Странно, но дальнейшей темы для разговора, очевидно, не обреталось ни на небе, ни на земле: я посмотрел туда, посмотрел сюда – ничего не оказывалось.
– А я ищу лорда Кэрфорда, – наконец сказал я и сейчас же понял свою ошибку, сообразив, что Барбара, конечно, немедленно отправит меня к Кэрфорду и не станет задерживать.
Но, к моему удивлению, ничего подобного не произошло.
– Нет, нет! – воскликнула она в глубоком волнении и с непонятным мне страхом. – Вы не должны видеть лорда Кэрфорда.
– Почему? – с удивлением спросил я. – Он меня не тронет…
«По крайней мере, насколько может помешать этому моя шпага», – мысленно докончил я.
– Не потому, вовсе не потому! – вспыхнула Барбара.
– Тогда я пойду и найду его.
– Нет, нет, нет! – горячо, с явным теперь страхом воскликнула она.
Я ничего не понимал, не подозревая, что она боялась разоблачений Кэрфорда относительно ее признания, которое не должно было достигнуть моих ушей. Хотя едва ли Кэрфорд сказал бы мне это, разве только будучи окончательно взбешен.
– Вы ведь не будете защищать меня против него? – с горечью спросил я.

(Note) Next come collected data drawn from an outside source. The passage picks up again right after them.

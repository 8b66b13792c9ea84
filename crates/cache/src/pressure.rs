//! Memory pressure levels delivered by the host runtime
//!
//! The host calls back at unpredictable times with a graded trim level. Only
//! a few of those levels ask the image cache to give memory back; the rest
//! are informational and leave the cache untouched.

/// Memory pressure level reported by the host
///
/// Ordered from least to most severe. The raw values match the trim levels
/// the host passes to its memory callbacks.
#[derive(Debug, Clone, Copy, PartialEq, Eq, PartialOrd, Ord, Hash)]
pub enum MemoryPressure {
    /// Process is in the foreground, system memory is getting low
    RunningModerate,
    /// Process is in the foreground, system memory is low
    RunningLow,
    /// Process is in the foreground, system memory is critically low
    RunningCritical,
    /// Process UI was hidden
    UiHidden,
    /// Process went to the background and is on the kill list
    Background,
    /// Process is in the middle of the background kill list
    Moderate,
    /// Process is next to be killed if memory is not freed
    Critical,
}

/// What the image cache does in reaction to a pressure level
#[derive(Debug, Clone, Copy, PartialEq, Eq)]
pub enum PressureResponse {
    /// Leave the cache as it is
    Ignore,
    /// Evict down to half of capacity
    Trim,
    /// Evict every entry
    Clear,
}

impl MemoryPressure {
    /// All levels, least severe first
    pub const ALL: [MemoryPressure; 7] = [
        MemoryPressure::RunningModerate,
        MemoryPressure::RunningLow,
        MemoryPressure::RunningCritical,
        MemoryPressure::UiHidden,
        MemoryPressure::Background,
        MemoryPressure::Moderate,
        MemoryPressure::Critical,
    ];

    /// Map a raw host trim level to a pressure level
    ///
    /// Returns `None` for values the host does not define.
    pub fn from_trim_level(level: i32) -> Option<Self> {
        match level {
            5 => Some(MemoryPressure::RunningModerate),
            10 => Some(MemoryPressure::RunningLow),
            15 => Some(MemoryPressure::RunningCritical),
            20 => Some(MemoryPressure::UiHidden),
            40 => Some(MemoryPressure::Background),
            60 => Some(MemoryPressure::Moderate),
            80 => Some(MemoryPressure::Critical),
            _ => None,
        }
    }

    /// Raw host trim level for this pressure level
    pub fn trim_level(self) -> i32 {
        match self {
            MemoryPressure::RunningModerate => 5,
            MemoryPressure::RunningLow => 10,
            MemoryPressure::RunningCritical => 15,
            MemoryPressure::UiHidden => 20,
            MemoryPressure::Background => 40,
            MemoryPressure::Moderate => 60,
            MemoryPressure::Critical => 80,
        }
    }

    /// How the image cache responds to this level
    pub fn response(self) -> PressureResponse {
        match self {
            MemoryPressure::Background | MemoryPressure::Moderate => PressureResponse::Trim,
            MemoryPressure::Critical => PressureResponse::Clear,
            _ => PressureResponse::Ignore,
        }
    }
}
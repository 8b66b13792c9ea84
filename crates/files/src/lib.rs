//! File utilities for file-backed requests
//!
//! Every I/O failure is reported as a single [`FileError`] so request code
//! can deliver it without inspecting OS-level causes.

pub mod assets;
pub mod error;
pub mod files;
pub mod request;

pub use assets::{
    copy_file_from_assets, read_asset_data, read_asset_lines, read_asset_string, AssetSource,
    DirAssets,
};
pub use error::{FileError, FileOp};
pub use files::{
    copy_file, move_file, read_file_data, read_file_lines, read_file_string, write_file_data,
    write_file_lines, write_file_string,
};
pub use request::{perform, resolve_path, FileRequest, StringFileRequest};
//! Bundled read-only assets
//!
//! Assets are addressed by a relative name. [`DirAssets`] serves them from a
//! directory; other sources (an archive, an embedded table) implement
//! [`AssetSource`].

use std::fs::File;
use std::io::{self, BufReader, Read};
use std::path::{Component, Path, PathBuf};

use crate::error::{FileError, FileOp};
use crate::files::read_lines;

/// Source of named, read-only assets
pub trait AssetSource {
    fn open(&self, name: &str) -> io::Result<Box<dyn Read + '_>>;
}

/// Assets stored as files below a root directory
#[derive(Debug, Clone)]
pub struct DirAssets {
    root: PathBuf,
}

impl DirAssets {
    pub fn new(root: impl Into<PathBuf>) -> Self {
        Self { root: root.into() }
    }

    pub fn root(&self) -> &Path {
        &self.root
    }

    /// Resolve an asset name, refusing names that escape the root
    fn resolve(&self, name: &str) -> io::Result<PathBuf> {
        let relative = Path::new(name);
        let escapes = relative
            .components()
            .any(|c| !matches!(c, Component::Normal(_) | Component::CurDir));
        if escapes || name.is_empty() {
            return Err(io::Error::new(
                io::ErrorKind::InvalidInput,
                format!("invalid asset name `{name}`"),
            ));
        }
        Ok(self.root.join(relative))
    }
}

impl AssetSource for DirAssets {
    fn open(&self, name: &str) -> io::Result<Box<dyn Read + '_>> {
        let file = File::open(self.resolve(name)?)?;
        Ok(Box::new(file))
    }
}

/// Read a whole asset into memory
pub fn read_asset_data<A: AssetSource + ?Sized>(assets: &A, name: &str) -> Result<Vec<u8>, FileError> {
    let read = || -> io::Result<Vec<u8>> {
        let mut data = Vec::new();
        assets.open(name)?.read_to_end(&mut data)?;
        Ok(data)
    };
    read().map_err(|e| FileError::new(FileOp::Read, name, e))
}

/// Read a whole asset as text, replacing invalid UTF-8
pub fn read_asset_string<A: AssetSource + ?Sized>(assets: &A, name: &str) -> Result<String, FileError> {
    let data = read_asset_data(assets, name)?;
    Ok(String::from_utf8_lossy(&data).into_owned())
}

/// Read an asset line by line
pub fn read_asset_lines<A: AssetSource + ?Sized>(assets: &A, name: &str) -> Result<Vec<String>, FileError> {
    assets
        .open(name)
        .and_then(|reader| read_lines(BufReader::new(reader)))
        .map_err(|e| FileError::new(FileOp::Read, name, e))
}

/// Copy an asset out to a file, creating or truncating `output`
pub fn copy_file_from_assets<A, P>(assets: &A, name: &str, output: P) -> Result<(), FileError>
where
    A: AssetSource + ?Sized,
    P: AsRef<Path>,
{
    let output = output.as_ref();
    let mut reader = assets
        .open(name)
        .map_err(|e| FileError::new(FileOp::Read, name, e))?;
    let mut writer = File::create(output).map_err(|e| FileError::new(FileOp::Write, output, e))?;
    io::copy(&mut reader, &mut writer).map_err(|e| FileError::new(FileOp::Copy, name, e))?;
    Ok(())
}
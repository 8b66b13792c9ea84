//! Decoded image handles and their memory footprint.

use serde::{Deserialize, Serialize};

/// Pixel layout of a decoded image.
#[derive(Debug, Clone, Copy, PartialEq, Eq, Hash, Default, Serialize, Deserialize)]
pub enum PixelFormat {
    /// Single 8-bit alpha channel
    Alpha8,
    /// 16-bit packed RGB without alpha
    Rgb565,
    /// 16-bit packed ARGB, 4 bits per channel
    Argb4444,
    /// 32-bit ARGB, 8 bits per channel
    #[default]
    Argb8888,
    /// 64-bit RGBA, half-float per channel
    RgbaF16,
}

impl PixelFormat {
    /// Bytes used to store one pixel in this format
    pub fn bytes_per_pixel(self) -> usize {
        match self {
            PixelFormat::Alpha8 => 1,
            PixelFormat::Rgb565 | PixelFormat::Argb4444 => 2,
            PixelFormat::Argb8888 => 4,
            PixelFormat::RgbaF16 => 8,
        }
    }
}

/// Anything that can report how many bytes it keeps resident.
///
/// The cache calls this exactly once, when the value is inserted.
pub trait ByteFootprint {
    fn byte_footprint(&self) -> usize;
}

/// A decoded, in-memory bitmap.
#[derive(Debug, Clone, PartialEq, Eq)]
pub struct DecodedImage {
    /// Width in pixels
    pub width: u32,
    /// Height in pixels
    pub height: u32,
    /// Pixel layout of `pixels`
    pub format: PixelFormat,
    /// Raw pixel data, row-major
    pub pixels: Vec<u8>,
}

impl DecodedImage {
    /// Wrap an existing pixel buffer
    pub fn new(width: u32, height: u32, format: PixelFormat, pixels: Vec<u8>) -> Self {
        Self {
            width,
            height,
            format,
            pixels,
        }
    }

    /// Allocate a zeroed image of the given dimensions
    pub fn blank(width: u32, height: u32, format: PixelFormat) -> Self {
        let len = allocation_size(width, height, format);
        Self::new(width, height, format, vec![0u8; len])
    }
}

impl ByteFootprint for DecodedImage {
    /// Allocated size of the bitmap, not the length of whatever buffer backs it.
    fn byte_footprint(&self) -> usize {
        allocation_size(self.width, self.height, self.format)
    }
}

/// `width * height * bytes_per_pixel`, saturating on overflow
pub fn allocation_size(width: u32, height: u32, format: PixelFormat) -> usize {
    (width as usize)
        .saturating_mul(height as usize)
        .saturating_mul(format.bytes_per_pixel())
}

– Нет, – сказала она потупившись.
– Что он здесь делает? – спросил я.
– Он желает отвезти меня к отцу.
– Но… но вы не поедете с ним? То есть я хочу сказать – нужно ли ехать с ним? Де Фонтелль вас больше не потревожит, – как можно спокойнее старался говорить я.
– Как?… – воскликнула Барбара, – разве он…
– Он не знал всей правды; я ему сказал все. Он – человек чести.
– Вы сделали это, Симон? – тихо спросила она, подойдя ко мне на один шаг ближе.
– Тут нечего было делать, – вежливо поклонился я, но она сейчас же отодвинулась и промолвила:
– Все-таки я вам очень благодарна!
На это я ответил новым, не менее вежливым поклоном.
– Не лучше ли мне поискать лорда Кэрфорда, – сказал я только для того, чтобы что-нибудь сказать.
– Прошу вас… – снова заволновалась Барбара.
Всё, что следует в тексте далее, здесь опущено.